3. It’s a Complex System that We Know Why It is Complex
Thinking about the baggage claim system of something like O’Hare and the types of problems it has to deal with makes it clear why the “direct” model wouldn’t work all that well. To process that many bags that quickly, it simply can’t rely on doing everything inside a single process. It needs to distribute the load between different components, each with different concerns.
It’s not too hard to imagine that part in the Toy Story 2 scene of the bag switcher as a small microservice. It doesn’t know anything about how the larger system operates, it has no idea where the bag might be headed now or later. All it cares about is making sure it kicks the bag to the right place.
Visualizing a software system in such a way can help make it clear why they’re so complex. Often when we interact with a website it feels immediate, like a call and response conversation. That makes it seem like what’s happening is simple, but usually there’s a lot of abstraction to go on under the hood to make it seem that way. The comparison to an airport is helpful here because the outcome is also simply (make a bag go from point A to point B) but the complexity of that task, with all of its competing demands, is clear.
4. It Helps Explain the What of When Things Go Wrong
The other reason I prefer the baggage metaphor to the restaurant metaphor is that it helps better explain what happens when the system breaks. Cascading failure doesn’t… really… happen at a restaurant, at least not the same way. Maybe our order gets delayed or discarded, but those are all easy to see and conceptualize, and not really the types of bugs that happen in software.
Often bugs aren’t even seen by the people they may have impacted, or we hear them as a weird one off story. We all have heard some story of how someone’s bag got on the wrong flight or their flight was delayed, but their bag got there on time. These are stories that map easily onto the types of issue I deal with in my job.

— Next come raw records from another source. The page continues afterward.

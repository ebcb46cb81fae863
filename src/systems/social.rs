use bevy_ecs::prelude::*;

use crate::core::ecs::GameRng;
use crate::data::tuning::Tuning;
use crate::narrative::Narrator;
use crate::simulation::career::Career;
use crate::simulation::npcs::NpcPool;
use crate::simulation::profile::PlayerProfile;
use crate::simulation::social::{run_proactive_dms, SocialState};
use crate::simulation::time::GameClock;

/// System: NPCs occasionally reach out on their own. Failures in the
/// narrative backend just mean a quiet week.
#[allow(clippy::too_many_arguments)]
pub fn proactive_dm_system(
    mut social: ResMut<SocialState>,
    pool: Res<NpcPool>,
    career: Res<Career>,
    profile: Res<PlayerProfile>,
    clock: Res<GameClock>,
    mut narrator: ResMut<Narrator>,
    tuning: Res<Tuning>,
    mut rng: ResMut<GameRng>,
) {
    run_proactive_dms(
        &mut social,
        &pool,
        &career,
        &profile.name,
        &clock,
        narrator.0.as_mut(),
        &mut rng.0,
        tuning.proactive_dm_chance,
    );
}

I’ve had bugs where some data that needed to make it from a service I own to a service owned by another team, and it failed to get there for some reason.
But for the most part, when the system works, poor operation isn’t ever seen by the user, it’s just experienced as a bad day by the people who operate the system. And this is conjecture, but I suspect something similar happens at airports all the time. For example, when we’re frustrated at an airport baggage check-in because there’s a delay, there could be many systemic reasons going on behind the scenes.

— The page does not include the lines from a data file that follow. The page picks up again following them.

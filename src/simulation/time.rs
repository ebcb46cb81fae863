use bevy_ecs::prelude::*;
use serde::{Deserialize, Serialize};

/// Global resource tracking the simulation timeline. One tick = one week.
#[derive(Resource, Debug, Clone, PartialEq, Eq, Serialize, Deserialize)]
pub struct GameClock {
    pub week: u32,
    pub age: u32,
}

impl Default for GameClock {
    fn default() -> Self {
        Self { week: 1, age: 18 }
    }
}

impl GameClock {
    /// Advance one week. Returns true when the week boundary is a birthday.
    pub fn advance(&mut self) -> bool {
        self.week += 1;
        if self.week > 1 && (self.week - 1) % 52 == 0 {
            self.age += 1;
            return true;
        }
        false
    }
}

#[cfg(test)]
mod tests {
    use super::*;

    #[test]
    fn birthday_every_52_weeks() {
        let mut clock = GameClock::default();
        let mut birthdays = 0;
        for _ in 0..104 {
            if clock.advance() {
                birthdays += 1;
            }
        }
        assert_eq!(clock.week, 105);
        assert_eq!(birthdays, 2);
        assert_eq!(clock.age, 20);
    }

    #[test]
    fn first_advance_is_not_a_birthday() {
        let mut clock = GameClock::default();
        assert!(!clock.advance());
        assert_eq!(clock.week, 2);
        assert_eq!(clock.age, 18);
    }
}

5. Visualizing Cascading Failure
Looking at you Southwest…
DALL·E Edward Hopper painting of hundreds of bags at baggage claim and disgruntled passengers waiting
These systems are so intricately linked and well maintained, often the only times we see things go wrong is when they go… very wrong. That’s really the only time we get an inner working into all the things that’s happening behind the scenes.
The JIRA issue of last year(https://www.atlassian.com/engineering/post-incident-review-april-2022-outage) and Southwest’s issue over the holiday(https://www.cbsnews.com/news/southwest-airlines-missing-bags-passengers/) seem pretty similar in this regard.

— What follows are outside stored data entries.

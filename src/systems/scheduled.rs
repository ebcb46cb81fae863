use bevy_ecs::prelude::*;

use crate::core::ecs::GameRng;
use crate::data::tuning::Tuning;
use crate::narrative::{DateContext, Narrator};
use crate::simulation::career::Career;
use crate::simulation::dating::apply_first_date;
use crate::simulation::events::{run_award_ceremony, EventPayload, ScheduledEvents};
use crate::simulation::journal::Journal;
use crate::simulation::npcs::NpcPool;
use crate::simulation::profile::PlayerProfile;
use crate::simulation::social::SocialState;
use crate::simulation::stats::PlayerStats;
use crate::simulation::time::GameClock;

/// System: fires every due scheduled event, then steps the countdowns.
/// Runs before the calendar advances, so events land at the top of the week
/// they were aimed at.
#[allow(clippy::too_many_arguments)]
pub fn drain_scheduled_events_system(
    mut events: ResMut<ScheduledEvents>,
    mut career: ResMut<Career>,
    mut stats: ResMut<PlayerStats>,
    mut social: ResMut<SocialState>,
    pool: Res<NpcPool>,
    clock: Res<GameClock>,
    profile: Res<PlayerProfile>,
    mut journal: ResMut<Journal>,
    mut narrator: ResMut<Narrator>,
    mut rng: ResMut<GameRng>,
    tuning: Res<Tuning>,
) {
    for event in events.take_due() {
        match event.payload {
            EventPayload::AwardCeremony { year } => {
                run_award_ceremony(
                    year,
                    tuning.award_period_weeks,
                    &mut career,
                    &mut stats,
                    &pool,
                    &clock,
                    &mut events,
                    &mut journal,
                    &profile.name,
                    &mut rng.0,
                );
            }
            EventPayload::FirstDate {
                profile: date_profile,
            } => {
                journal.record(
                    clock.week,
                    format!("You went on your date with {}.", date_profile.name),
                );
                let context = DateContext {
                    player_name: profile.name.clone(),
                    profile: date_profile.clone(),
                };
                match narrator.0.date_outcome(&context) {
                    Ok(outcome) => apply_first_date(
                        &outcome,
                        date_profile,
                        &mut social,
                        &mut stats,
                        &mut journal,
                        clock.week,
                    ),
                    Err(err) => {
                        log::warn!("date outcome generation failed: {}", err);
                        journal.record(
                            clock.week,
                            "The date was... memorable. For all the wrong reasons.",
                        );
                    }
                }
            }
        }
    }
    events.tick();
}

And this is the final component of the metaphor, the types of concerns and issues you face working in that complex system, look very different from the direct response world. It’s a personal reminder when building out that a distributed system has a variety of wholly different concerns than building out a more direct application.
What’s a Meta For?
I think there are three primary takeaways here:
Finding the metaphor has been personally quite helpful for me to explain what I do and what problems I solve to my friends and family.
But mostly, it helps me reframe my perspective about what I’m trying to accomplish with the software systems I design. There will be times when I get frustrated by the amount and pace of the concepts, terms, and different ways of viewing my job. It helps to ground myself by thinking about whether the software I’m thinking of fits at an “O’Hare” or a “regional airport”.
Finally, it serves as a reminder for the fact that, similar to how there are plenty of regional airports, there are plenty of use cases where building out a more direct server pattern makes a ton of sense.